Commercial production of amino acids usually relies on mutant bacteria that overproduce individual amino acids using glucose as a carbon source. Some amino acids are produced by enzymatic conversions of synthetic intermediates like 2-Aminothiazoline-4-carboxylic acid used for L-cysteine synthesis. Aspartic acid is produced by adding ammonia to fumarate using a lyase enzyme. The food industry consumes glutamic acid as a flavor enhancer and aspartame as an artificial sweetener. Amino acids sometimes alleviate symptoms of mineral deficiencies by improving absorption and reducing negative side effects from inorganic supplementation. Animal feed often includes lysine, methionine, threonine, and tryptophan to correct low levels found in components like soybeans. Chelating ability allows amino acids to facilitate delivery of minerals to plants in fertilizers correcting iron chlorosis. Polyaspartate serves as a water-soluble biodegradable polymer with applications in disposable diapers and agriculture. This material also functions as a biodegradable antiscaling agent and corrosion inhibitor due to its solubility and metal chelation properties. Solid-phase peptide synthesis uses aromatic oxime derivatives of amino acids as activated units added sequentially onto growing chains attached to solid resin supports.
Common questions
When was the first amino acid discovered and by whom?

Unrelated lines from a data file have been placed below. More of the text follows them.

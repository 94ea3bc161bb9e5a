use core::f64::consts::{FRAC_PI_2, PI, TAU};
use std::collections::BTreeSet;

use foundation::Aabb2;
use foundation::math::Vec3;
use foundation::util;
use view::{Frustum, RectilinearView, rectilinear};

use crate::GeometryError;
use crate::level::{EquirectLevelDesc, Level, build_levels, child_cells, parent_cell};
use crate::tile::{GeometryId, Tile, TileAddress};

/// Equirectangular panorama: columns span longitude, rows span latitude.
///
/// Image `x` runs from yaw `-π` to `π`; image `y` from the zenith
/// (pitch `-π/2`) down to the nadir.
#[derive(Debug, Clone)]
pub struct EquirectGeometry {
    id: GeometryId,
    levels: Vec<Level>,
}

/// Yaw/pitch bounding box of a view cone. `yaw_min` may lie outside
/// `[-π, π)`; the span never exceeds a full turn.
#[derive(Copy, Clone, Debug, PartialEq)]
pub struct ConeBounds {
    pub yaw_min: f64,
    pub yaw_max: f64,
    pub pitch_min: f64,
    pub pitch_max: f64,
}

impl ConeBounds {
    pub fn wraps_fully(&self) -> bool {
        self.yaw_max - self.yaw_min >= TAU
    }

    /// The box in normalized image coordinates, split at the seam.
    fn image_regions(&self) -> Vec<Aabb2> {
        let v0 = (self.pitch_min + FRAC_PI_2) / PI;
        let v1 = (self.pitch_max + FRAC_PI_2) / PI;
        if self.wraps_fully() {
            return vec![Aabb2::new([0.0, v0], [1.0, v1])];
        }
        let u0 = (self.yaw_min + PI) / TAU;
        let u1 = (self.yaw_max + PI) / TAU;
        let unit = Aabb2::new([0.0, 0.0], [1.0, 1.0]);
        (-1..=1)
            .filter_map(|k| {
                let shift = f64::from(k);
                Aabb2::new([u0 + shift, v0], [u1 + shift, v1]).intersection(&unit)
            })
            .collect()
    }
}

/// Bounds of everything `view` can see.
///
/// Corner longitudes are unwrapped along the cone boundary; a pole inside
/// the cone opens the yaw range to a full turn. Latitude extremes come from
/// the corners and from the highest and lowest points of each boundary arc.
pub fn cone_bounds(view: &RectilinearView) -> ConeBounds {
    let corners = view.corner_rays();
    let frustum = view.frustum();

    let mut pitch_min = f64::INFINITY;
    let mut pitch_max = f64::NEG_INFINITY;
    let mut yaw = rectilinear::coordinates(corners[0]).0;
    let mut yaw_min = yaw;
    let mut yaw_max = yaw;

    for i in 0..corners.len() {
        let a = corners[i];
        let b = corners[(i + 1) % corners.len()];
        let (_, pa) = rectilinear::coordinates(a);
        pitch_min = pitch_min.min(pa);
        pitch_max = pitch_max.max(pa);
        for p in arc_extremes(a, b) {
            let (_, pp) = rectilinear::coordinates(p);
            pitch_min = pitch_min.min(pp);
            pitch_max = pitch_max.max(pp);
        }
        if i + 1 < corners.len() {
            let (yb, _) = rectilinear::coordinates(b);
            yaw += util::wrap_angle(yb - yaw);
            yaw_min = yaw_min.min(yaw);
            yaw_max = yaw_max.max(yaw);
        }
    }

    let zenith = frustum.contains_direction(Vec3::Y);
    let nadir = frustum.contains_direction(-Vec3::Y);
    if zenith {
        pitch_min = -FRAC_PI_2;
    }
    if nadir {
        pitch_max = FRAC_PI_2;
    }
    if zenith || nadir {
        yaw_min = -PI;
        yaw_max = PI;
    }

    ConeBounds {
        yaw_min,
        yaw_max,
        pitch_min: pitch_min.max(-FRAC_PI_2),
        pitch_max: pitch_max.min(FRAC_PI_2),
    }
}

/// Highest and lowest points of the great-circle arc from `a` to `b`, when
/// they fall strictly inside it.
fn arc_extremes(a: Vec3, b: Vec3) -> Vec<Vec3> {
    let n = a.cross(b);
    if n.length() <= f64::EPSILON {
        return Vec::new();
    }
    let n = n.normalize();
    let top = Vec3::Y - n.scale(n.dot(Vec3::Y));
    if top.length() <= f64::EPSILON {
        return Vec::new();
    }
    let top = top.normalize();
    [top, -top]
        .into_iter()
        .filter(|p| a.cross(*p).dot(n) > 0.0 && p.cross(b).dot(n) > 0.0)
        .collect()
}

/// Angular spacing of the chords that trace a cell outline.
const OUTLINE_STEP: f64 = 1.0 / 32.0;

/// Whether the cell with normalized image extent `extent` shows inside
/// `frustum`. `centre` is the view direction as (yaw, pitch).
///
/// Parallels are traced by chords, which cut inside the true edge by at
/// most `OUTLINE_STEP² / 8`; the outline is widened by more than that so a
/// visible cell is never dropped.
fn cell_visible(frustum: &Frustum, centre: (f64, f64), extent: Aabb2) -> bool {
    let pad = OUTLINE_STEP * OUTLINE_STEP;
    let mut yaw0 = extent.min[0] * TAU - PI;
    let mut yaw1 = extent.max[0] * TAU - PI;
    if yaw1 - yaw0 < TAU {
        yaw0 -= pad;
        yaw1 += pad;
    }
    let pitch0 = (extent.min[1] * PI - FRAC_PI_2 - pad).max(-FRAC_PI_2);
    let pitch1 = (extent.max[1] * PI - FRAC_PI_2 + pad).min(FRAC_PI_2);

    let (yaw, pitch) = centre;
    let yaw_inside = (-1..=1).any(|k| {
        let y = yaw + f64::from(k) * TAU;
        yaw0 <= y && y <= yaw1
    });
    if yaw_inside && pitch0 <= pitch && pitch <= pitch1 {
        return true;
    }

    let mut outline = Vec::new();
    trace(&mut outline, (yaw0, pitch0), (yaw1, pitch0));
    trace(&mut outline, (yaw1, pitch0), (yaw1, pitch1));
    trace(&mut outline, (yaw1, pitch1), (yaw0, pitch1));
    trace(&mut outline, (yaw0, pitch1), (yaw0, pitch0));
    outline
        .iter()
        .zip(outline.iter().cycle().skip(1))
        .any(|(&a, &b)| chord_hits(frustum, a, b))
}

/// Appends rays along the straight yaw/pitch path from `from` towards `to`,
/// excluding `to` itself.
fn trace(out: &mut Vec<Vec3>, from: (f64, f64), to: (f64, f64)) {
    let span = (to.0 - from.0).abs().max((to.1 - from.1).abs());
    let steps = (span / OUTLINE_STEP).ceil().max(1.0) as u32;
    for i in 0..steps {
        let t = f64::from(i) / f64::from(steps);
        let yaw = util::tween(from.0, to.0, t);
        let pitch = util::tween(from.1, to.1, t);
        out.push(rectilinear::direction(yaw, pitch));
    }
}

/// Whether any point of the segment `a..b` lies inside `frustum`
/// (Liang-Barsky against each plane).
fn chord_hits(frustum: &Frustum, a: Vec3, b: Vec3) -> bool {
    let (mut t0, mut t1) = (0.0_f64, 1.0_f64);
    for plane in frustum.planes() {
        let (da, db) = (plane.distance(a), plane.distance(b));
        if da < 0.0 && db < 0.0 {
            return false;
        }
        if da < 0.0 {
            t0 = t0.max(da / (da - db));
        } else if db < 0.0 {
            t1 = t1.min(da / (da - db));
        }
        if t0 > t1 {
            return false;
        }
    }
    true
}

impl EquirectGeometry {
    pub fn new(levels: &[EquirectLevelDesc]) -> Result<Self, GeometryError> {
        let levels = levels
            .iter()
            .map(|d| {
                let height = (d.width / 2).max(1);
                Level {
                    z: 0,
                    width: d.width,
                    height,
                    tile_width: d.tile_width.unwrap_or(d.width),
                    tile_height: d.tile_height.unwrap_or(height),
                    fallback_only: d.fallback_only,
                }
            })
            .collect();
        Ok(Self {
            id: GeometryId::next(),
            levels: build_levels(levels, |l| u64::from(l.width))?,
        })
    }

    pub fn id(&self) -> GeometryId {
        self.id
    }

    pub fn levels(&self) -> &[Level] {
        &self.levels
    }

    /// Tiles of level `z` that cover part of the view cone, in row-major
    /// order.
    ///
    /// Candidates come from the cone's yaw/pitch bounding box; each is then
    /// kept only if its outline crosses the cone or it holds the view centre.
    pub fn visible_tiles(&self, view: &RectilinearView, z: u32, out: &mut Vec<Tile>) {
        let Some(level) = self.levels.get(z as usize) else {
            return;
        };
        let bounds = cone_bounds(view);
        let frustum = view.frustum();
        let (forward, _, _) = view.basis();
        let centre = rectilinear::coordinates(forward);
        let cells: BTreeSet<(u32, u32)> = bounds
            .image_regions()
            .iter()
            .flat_map(|region| level.tiles_overlapping(region))
            .map(|(x, y)| (y, x))
            .collect();
        out.extend(
            cells
                .into_iter()
                .filter(|&(y, x)| cell_visible(&frustum, centre, level.tile_extent(x, y)))
                .map(|(y, x)| Tile::grid(self.id, z, x, y)),
        );
    }

    /// Tile of level `z` at the given spherical coordinates.
    pub fn tile_at(&self, z: u32, yaw: f64, pitch: f64) -> Option<Tile> {
        let level = self.levels.get(z as usize)?;
        let u = (util::wrap_angle(yaw) + PI) / TAU;
        let v = (pitch + FRAC_PI_2) / PI;
        let (x, y) = level.tile_at(u, v);
        Some(Tile::grid(self.id, z, x, y))
    }

    pub fn parent(&self, tile: &Tile) -> Option<Tile> {
        let TileAddress::Grid { x, y } = tile.address else {
            return None;
        };
        let (z, px, py) = parent_cell(&self.levels, tile.z, x, y)?;
        Some(Tile::grid(self.id, z, px, py))
    }

    pub fn children(&self, tile: &Tile) -> Vec<Tile> {
        let TileAddress::Grid { x, y } = tile.address else {
            return Vec::new();
        };
        child_cells(&self.levels, tile.z, x, y)
            .into_iter()
            .map(|(z, cx, cy)| Tile::grid(self.id, z, cx, cy))
            .collect()
    }
}

#[cfg(test)]
mod tests {
    use super::{EquirectGeometry, cone_bounds};
    use crate::level::EquirectLevelDesc;
    use core::f64::consts::{FRAC_PI_2, FRAC_PI_4, PI};
    use rand::rngs::StdRng;
    use rand::{Rng, SeedableRng};
    use std::collections::BTreeSet;
    use view::{RectilinearParams, RectilinearView};

    fn view(yaw: f64, pitch: f64, fov: f64) -> RectilinearView {
        rolled(yaw, pitch, 0.0, fov)
    }

    fn rolled(yaw: f64, pitch: f64, roll: f64, fov: f64) -> RectilinearView {
        RectilinearView::new(RectilinearParams {
            yaw,
            pitch,
            roll,
            fov,
            width: 640.0,
            height: 480.0,
        })
    }

    fn tiled() -> EquirectGeometry {
        EquirectGeometry::new(&[
            EquirectLevelDesc::single(1024),
            EquirectLevelDesc {
                width: 4096,
                tile_width: Some(512),
                tile_height: Some(512),
                fallback_only: false,
            },
        ])
        .unwrap()
    }

    #[test]
    fn single_tile_level_is_always_visible() {
        let g = tiled();
        let mut out = Vec::new();
        g.visible_tiles(&view(1.0, 0.3, 1.0), 0, &mut out);
        assert_eq!(out.len(), 1);
        assert_eq!((out[0].x(), out[0].y()), (0, 0));
    }

    #[test]
    fn seam_view_wraps_around() {
        let g = tiled();
        let mut out = Vec::new();
        g.visible_tiles(&view(PI - 0.05, 0.0, 0.5), 1, &mut out);
        let cols: BTreeSet<u32> = out.iter().map(|t| t.x()).collect();
        assert!(cols.contains(&0));
        assert!(cols.contains(&7));
        assert!(!cols.contains(&4));
    }

    #[test]
    fn pole_opens_full_turn() {
        let b = cone_bounds(&view(0.0, -FRAC_PI_2, 1.0));
        assert!(b.wraps_fully());
        assert_eq!(b.pitch_min, -FRAC_PI_2);

        let b = cone_bounds(&view(0.3, 0.0, 1.0));
        assert!(!b.wraps_fully());
        assert!(b.yaw_min < 0.3 && 0.3 < b.yaw_max);
    }

    #[test]
    fn random_views_are_covered() {
        let g = tiled();
        let mut rng = StdRng::seed_from_u64(9);
        for _ in 0..60 {
            let v = rolled(
                rng.random_range(-PI..PI),
                rng.random_range(-1.5..1.5),
                rng.random_range(-PI..PI),
                rng.random_range(0.2..2.2),
            );
            let mut out = Vec::new();
            g.visible_tiles(&v, 1, &mut out);
            let tiles: BTreeSet<_> = out.into_iter().collect();
            for _ in 0..200 {
                let (yaw, pitch) = v
                    .screen_to_coordinates(
                        rng.random_range(0.5..639.5),
                        rng.random_range(0.5..479.5),
                    )
                    .unwrap();
                let tile = g.tile_at(1, yaw, pitch).unwrap();
                assert!(tiles.contains(&tile), "{tile} missing");
            }
        }
    }

    #[test]
    fn rolled_view_skips_box_corners() {
        let g = EquirectGeometry::new(&[EquirectLevelDesc {
            width: 8192,
            tile_width: Some(256),
            tile_height: Some(256),
            fallback_only: false,
        }])
        .unwrap();
        let v = rolled(0.0, 0.0, FRAC_PI_4, 1.0);
        let boxed: BTreeSet<(u32, u32)> = cone_bounds(&v)
            .image_regions()
            .iter()
            .flat_map(|region| g.levels[0].tiles_overlapping(region))
            .collect();
        let mut out = Vec::new();
        g.visible_tiles(&v, 0, &mut out);
        assert!(out.len() < boxed.len(), "{} of {}", out.len(), boxed.len());
        assert!(out.iter().all(|t| boxed.contains(&(t.x(), t.y()))));

        let tiles: BTreeSet<_> = out.into_iter().collect();
        for sx in 0..=32 {
            for sy in 0..=24 {
                let (yaw, pitch) = v
                    .screen_to_coordinates(1.0 + f64::from(sx) * 19.9, 1.0 + f64::from(sy) * 19.9)
                    .unwrap();
                let tile = g.tile_at(0, yaw, pitch).unwrap();
                assert!(tiles.contains(&tile), "{tile} missing");
            }
        }
    }

    #[test]
    fn children_cover_parent() {
        let g = tiled();
        let root = g.tile_at(0, 0.0, 0.0).unwrap();
        assert_eq!(g.children(&root).len(), 8 * 4);
        let child = g.tile_at(1, 2.0, -1.0).unwrap();
        assert_eq!(g.parent(&child), Some(root));
    }
}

The first amino acid, asparagine, was isolated in 1806 by French chemists Louis-Nicolas Vauquelin and Pierre Jean Robiquet. This discovery marked the first time an amino acid was found in human history.
What is the significance of the alpha-carbon in proteinogenic amino acids?
The carbon atom next to the carboxyl group is called the alpha-carbon and bears the amine group, side chain, and hydrogen atom in proteinogenic amino acids. With the exception of glycine, this alpha-carbon is stereogenic and all chiral proteogenic amino acids have the L configuration.
Which nine standard amino acids are essential for human growth?
Nine standard amino acids called essential cannot be synthesized by the human body at levels needed for normal growth. These nine are histidine, isoleucine, leucine, lysine, methionine, phenylalanine, threonine, tryptophan, and valine.
How many amino acids are naturally incorporated into polypeptides according to the universal genetic code?
There are 22 amino acids naturally incorporated into polypeptides with 20 encoded by the universal genetic code. Selenocysteine and pyrrolysine are incorporated via unique synthetic mechanisms using variant codons.
When did the term amino acid first appear in English language usage?
The term amino acid first appeared in English language usage in 1898 while German speakers had used their own version earlier. Emil Fischer and Franz Hofmeister independently proposed in 1902 that proteins consist of many amino acids linked together.